Marketing is like dating.
If you hate both, hear me out before you make faces.
People tend to have strong feelings for or against both. Very often they are for or against dating and marketing for the same reasons. Shy people frequently have trouble putting themselves out there, whether its for business or pleasure. Social butterflies often enjoy dating, networking and being seen.
A great way to start a conversation with someone you don’t know is with a sincere compliment.
Note the word sincere. Insincerity feels like a terrible pick up line. Have you ever read sales copy that sounds like a plea for attention? Write from the heart. Be genuine.
Sincerity gets your customer’s attention and makes them feel as if they are getting a piece of the real you.
Once you have your customer’s attention, do some thing positive with it.
By positive, I mean add value to your customer’s life. Sonia Simone spoke in an audio program about this. She says that most people will forgive you for a bad product. They will get over losing money. They are far less likely to get over you wasting their time.
I have an acquaintance who teaches a course in dating for shy people. He offers this formula for getting a date:
- Start with a compliment
- Ask for a date
- Ask for their schedule
- Close the deal
Sound familiar? How easy would it be to translate that advice to a sale or meeting?
Michael Port suggests letting someone know that they are your ideal client. Sounds like a compliment to me. Or how about, “I’m really excited about the business you are building.” Pretty easy to transition from there to, “I’d like to talk with you again. What is your schedule next week?”
First meetings are often like blind dates.
A little awkward, sometimes boring, occasionally a great experience. Have you ever been on a date and known before the appetizers arrived that you never wanted to see this person again? Have you ever been stuck talking to someone who added no value to your life? I have more of those experiences than I can count.
The solution is to set expectations. When I have a get-to-know-you meeting with someone for business or pleasure, I keep it to half an hour. We can schedule a second meeting or a second date if it goes well.
In marketing, just like dating, desperation is a deal breaker.
People can smell desperation from miles away. When people are desperate to get a date they stay single a long time. By the same token, businesses that beg for money are a turn off. No one wants to be on the receiving end of pushy sales tactics. Desperation is a version of neediness.
By showing desperation or neediness in the sales conversation, you’re giving your customer the task of validating you. When you give your customers the job of validating you, they run. Instead, show them how you can help. Love them by serving them. Don’t make them work. Show them you love them without expecting anything in return. Asking for something comes after they feel the love.

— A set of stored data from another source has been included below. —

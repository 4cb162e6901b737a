//! Statement extractor interface.
//!
//! Extraction of raw statements from source records is an external
//! collaborator; the pipeline treats it as opaque and flattens its output.
//! Implementations may issue their own network calls (e.g. vocabulary
//! lookups), hence the async contract.

use crate::error::Result;
use crate::records::{Bib, Holding, Item};
use crate::statement::Statement;
use async_trait::async_trait;

/// Extracts flat statement lists from raw catalog records.
#[async_trait]
pub trait StatementExtractor: Send + Sync {
    /// Extract statements from a bib record. May include electronic-item
    /// statements (subjects suffixed `-e`) and a suppression statement for
    /// deleted bibs.
    async fn extract_bib(&self, bib: &Bib) -> Result<Vec<Statement>>;

    /// Extract statements from an item record, including any enrichment
    /// already attached (e.g. `recapCustomerCode`).
    async fn extract_item(&self, item: &Item) -> Result<Vec<Statement>>;

    /// Extract statements from a holdings record, including check-in box
    /// blank nodes.
    async fn extract_holding(&self, holding: &Holding) -> Result<Vec<Statement>>;
}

Take a look at your copy and make sure you’re not demanding validation from your audience. You are in business to serve them, not give them a job.
Treat your clients the way you would treat your date. Take your time. Love at first sight is rare. You’re looking for an LTR (long term relationship), not a one-night stand. Get to know them before you push an offer on them. Make them feel special. Be sincere in you praise.
Your task for today: How are you making your prospective clients feel special?